A cluster of thunderstorms drifted over the area from the west. As the northernmost storm arrived at the airport, downrushing air hit the ground and spread out rapidly - mainly toward the east.
Damage from the storm was confined to the area on and near the Griffin-Spalding County airport. The most substantial damage was to several aircraft parked at the airport. Five planes received irreparable damage with at least three flipped onto their tops and another stood on its nose. As many as six other aircraft were damaged to a lesser degree due to stress caused by the wind on the ropes tying them down or by contact with other aircraft.
One airplane was lifted off the ground then carried approximately 70 feet over a fuel truck parked along the edge of the airport property landing upside-down on the county fairgrounds.
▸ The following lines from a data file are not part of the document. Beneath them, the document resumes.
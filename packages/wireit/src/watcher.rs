//! Watch mode: re-run the root script whenever its inputs change.
//!
//! Two input sets are watched: the manifests of every package reachable
//! from the root (a change invalidates the manifest cache and forces
//! re-analysis), and the package directories of every script that declares
//! `files`. A burst of changes within the debounce window collapses into
//! one rerun; changes that land while a run is in progress mark the run
//! stale and trigger an immediate rerun on completion.
//!
//! Known failures (diagnostics, non-zero exits) never terminate the loop;
//! only unexpected errors and external abort do.

use std::{
    collections::{BTreeSet, HashMap},
    path::PathBuf,
    time::Duration,
};

use color_eyre::{Result, eyre::Context};
use notify::{RecommendedWatcher, RecursiveMode, Watcher as _};
use tokio::sync::mpsc;
use tokio_util::sync::CancellationToken;
use tracing::{debug, instrument, trace, warn};

use crate::{
    analyzer::Analyzer,
    cache::Cache,
    event::{EventSender, InfoDetail},
    executor::{ExecFailure, ExecuteOptions, Executor, FailureKind},
    fs::Fs,
    script::ScriptRef,
    service::ServiceSupervisor,
};

/// How long to let a burst of file-system events settle before rerunning.
pub const DEBOUNCE: Duration = Duration::from_millis(50);

/// Options for a watch session; the per-iteration execution options are
/// rebuilt from these each run.
#[derive(Clone, Debug, Default)]
pub struct WatchOptions {
    pub execute: ExecuteOptions,
}

/// Watch `root`, re-running it on changes until `cancel` fires.
///
/// Returns `Ok` on orderly abort; unexpected errors propagate.
#[instrument(skip_all, fields(%root))]
pub async fn watch(
    analyzer: &Analyzer,
    fs: &Fs,
    cache: Option<Cache>,
    events: &EventSender,
    root: &ScriptRef,
    extra_args: &[String],
    options: WatchOptions,
    cancel: CancellationToken,
) -> Result<()> {
    let (change_tx, mut change_rx) = mpsc::unbounded_channel::<()>();
    let mut iteration: u64 = 0;
    let mut failed_previously: HashMap<ScriptRef, String> = HashMap::new();
    // The previous iteration's subscriptions stay alive until the new ones
    // replace them, so changes landing during re-analysis still retrigger.
    let mut _subscriptions: Option<RecommendedWatcher> = None;

    loop {
        iteration += 1;
        events.info(root, InfoDetail::WatchRun { iteration });

        // Everything that changed up to this point is observed by the
        // analysis below, so pending notifications are spent. Changes that
        // land *during* analysis stay queued (the previous iteration's
        // subscriptions are still alive) and mark the run stale.
        while change_rx.try_recv().is_ok() {}

        // Re-analyze from scratch: manifest edits must be observed.
        analyzer.reader().invalidate_all().await;
        let analysis = analyzer.analyze(root, extra_args).await?;

        // (Re)register subscriptions for whatever this analysis can see.
        // On analysis failure we still watch the root manifest so a fix
        // retriggers us.
        let watch_paths = match &analysis {
            Ok(graph) => watch_paths(graph),
            Err(_) => BTreeSet::from([root.manifest_path()]),
        };
        _subscriptions = Some(subscribe(&watch_paths, change_tx.clone())?);

        let mut stale = false;
        // Kept alive across the idle wait so that services (notably a
        // directly-invoked one) stay up until the next rerun is due.
        let mut current: Option<Executor> = None;
        match analysis {
            Err(failure) => {
                for diagnostic in &failure.diagnostics {
                    events.failure_diagnostic(root, failure.reason, diagnostic.clone());
                }
            }
            Ok(graph) => {
                let supervisor = ServiceSupervisor::new(events.clone(), cancel.child_token());
                let executor = Executor::new(
                    graph,
                    fs.clone(),
                    cache.clone(),
                    events.clone(),
                    supervisor,
                    ExecuteOptions {
                        failed_previously: std::mem::take(&mut failed_previously),
                        ..options.execute.clone()
                    },
                    cancel.child_token(),
                );

                // Run to completion, noticing changes that arrive mid-run.
                // Scoped so the pinned future releases its borrow of the
                // executor before the executor is kept for the idle wait.
                let result = {
                    let run = executor.execute(root);
                    tokio::pin!(run);
                    loop {
                        tokio::select! {
                            result = &mut run => break Some(result),
                            changed = change_rx.recv() => {
                                if changed.is_some() {
                                    trace!("change during run; marking stale");
                                    stale = true;
                                }
                            }
                            _ = cancel.cancelled() => break None,
                        }
                    }
                };

                match result {
                    // Aborted mid-run.
                    None => {
                        executor.supervisor().shutdown_all().await;
                        return Ok(());
                    }
                    Some(result) => {
                        failed_previously = collect_failures(&executor, result.err());
                    }
                }
                current = Some(executor);
            }
        }

        if cancel.is_cancelled() {
            shutdown(current).await;
            return Ok(());
        }

        if !stale {
            // Idle: wait for the next change, then debounce the burst.
            tokio::select! {
                changed = change_rx.recv() => {
                    if changed.is_none() {
                        shutdown(current).await;
                        return Ok(());
                    }
                }
                _ = cancel.cancelled() => {
                    shutdown(current).await;
                    return Ok(());
                }
            }
            tokio::time::sleep(DEBOUNCE).await;
        }

        // A rerun is due: wind down this iteration's services first.
        shutdown(current).await;
    }
}

async fn shutdown(executor: Option<Executor>) {
    if let Some(executor) = executor {
        executor.supervisor().shutdown_all().await;
    }
}

/// The set of paths to watch for one analysis: every reachable manifest,
/// plus the package directory of every script that declares input files.
fn watch_paths(graph: &crate::analyzer::ScriptGraph) -> BTreeSet<PathBuf> {
    let mut paths = graph.manifests();
    for config in graph.scripts.values() {
        if config.files.as_ref().is_some_and(|files| !files.is_empty()) {
            paths.insert(config.script.package.clone());
        }
    }
    paths
}

/// Register notify subscriptions for the given paths. The returned watcher
/// owns the subscriptions; dropping it tears them down.
fn subscribe(
    paths: &BTreeSet<PathBuf>,
    changes: mpsc::UnboundedSender<()>,
) -> Result<RecommendedWatcher> {
    let mut watcher = notify::recommended_watcher(move |event: notify::Result<notify::Event>| {
        match event {
            Ok(event) => {
                // The engine's own state writes under `.wireit/` must not
                // retrigger the loop.
                let relevant = event.paths.is_empty()
                    || event.paths.iter().any(|path| {
                        !path
                            .components()
                            .any(|component| component.as_os_str() == ".wireit")
                    });
                if relevant {
                    trace!(?event, "file system event");
                    let _ = changes.send(());
                }
            }
            Err(err) => warn!(?err, "file watcher error"),
        }
    })
    .context("create file watcher")?;

    for path in paths {
        let mode = if path.is_dir() {
            RecursiveMode::Recursive
        } else {
            RecursiveMode::NonRecursive
        };
        // A path can legitimately be missing (a package referenced before
        // it is created); the manifest diagnostic covers that case.
        if let Err(err) = watcher.watch(path, mode) {
            debug!(?path, ?err, "could not watch path");
        }
    }
    Ok(watcher)
}

/// Build the next iteration's failed-previously set: every known failure
/// that carries the fingerprint it failed at.
fn collect_failures(
    executor: &Executor,
    root_failure: Option<ExecFailure>,
) -> HashMap<ScriptRef, String> {
    let mut failed = HashMap::new();
    for failure in executor.failures().into_iter().chain(root_failure) {
        if let (FailureKind::Known(_), Some(fingerprint)) = (failure.kind, failure.fingerprint) {
            failed.insert(failure.script, fingerprint);
        }
    }
    failed
}
//! Environmental sensor sources.

use std::ops::RangeInclusive;

use rand::Rng;

use crate::wire::SensorData;

/// Temperature range of the synthesized sensor, °C.
const TEMPERATURE_RANGE: RangeInclusive<i16> = -45..=45;

/// Brightness range of the synthesized sensor, lux.
const BRIGHTNESS_RANGE: RangeInclusive<u16> = 350..=550;

/// Where a slave's readings come from when the master polls.
pub trait SensorSource: Send {
    /// Take a fresh reading.
    fn sample(&mut self) -> SensorData;
}

/// Reference source drawing uniform readings, standing in for real hardware.
pub struct RandomSensor;

impl SensorSource for RandomSensor {
    fn sample(&mut self) -> SensorData {
        let mut rng = rand::thread_rng();
        SensorData {
            temperature: rng.gen_range(TEMPERATURE_RANGE),
            brightness: rng.gen_range(BRIGHTNESS_RANGE),
        }
    }
}

#[cfg(test)]
mod tests {
    use super::*;

    #[test]
    fn readings_stay_in_range() {
        let mut sensor = RandomSensor;
        for _ in 0..200 {
            let reading = sensor.sample();
            assert!(TEMPERATURE_RANGE.contains(&reading.temperature));
            assert!(BRIGHTNESS_RANGE.contains(&reading.brightness));
        }
    }
}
The terminal building at the airport also experienced significant damage to its roof. One airplane, a DC-3, awaiting restoration at the field was turned like a wind vane from facing southwest to facing west-northwest. Several trees in the southwest corner of the airport property were knocked down.
Additionally, the county fairgrounds immediately east of the airport suffered damage. A free-standing ticket booth was destroyed and a storage trailer was toppled along the western edge of the fairgrounds. Further east five small sets of aluminum bleachers were rolled by the winds and destroyed.
Continuing northeast of the airport/fairgrounds along Zebulon road four trees were observed to have blown completely down and scattered limbs were blown down into the downtown Griffin area. To the south of the airport two trees were toppled along Laurel street near Airport road with one falling on and crushing a metal storage building in the backyard of a residence.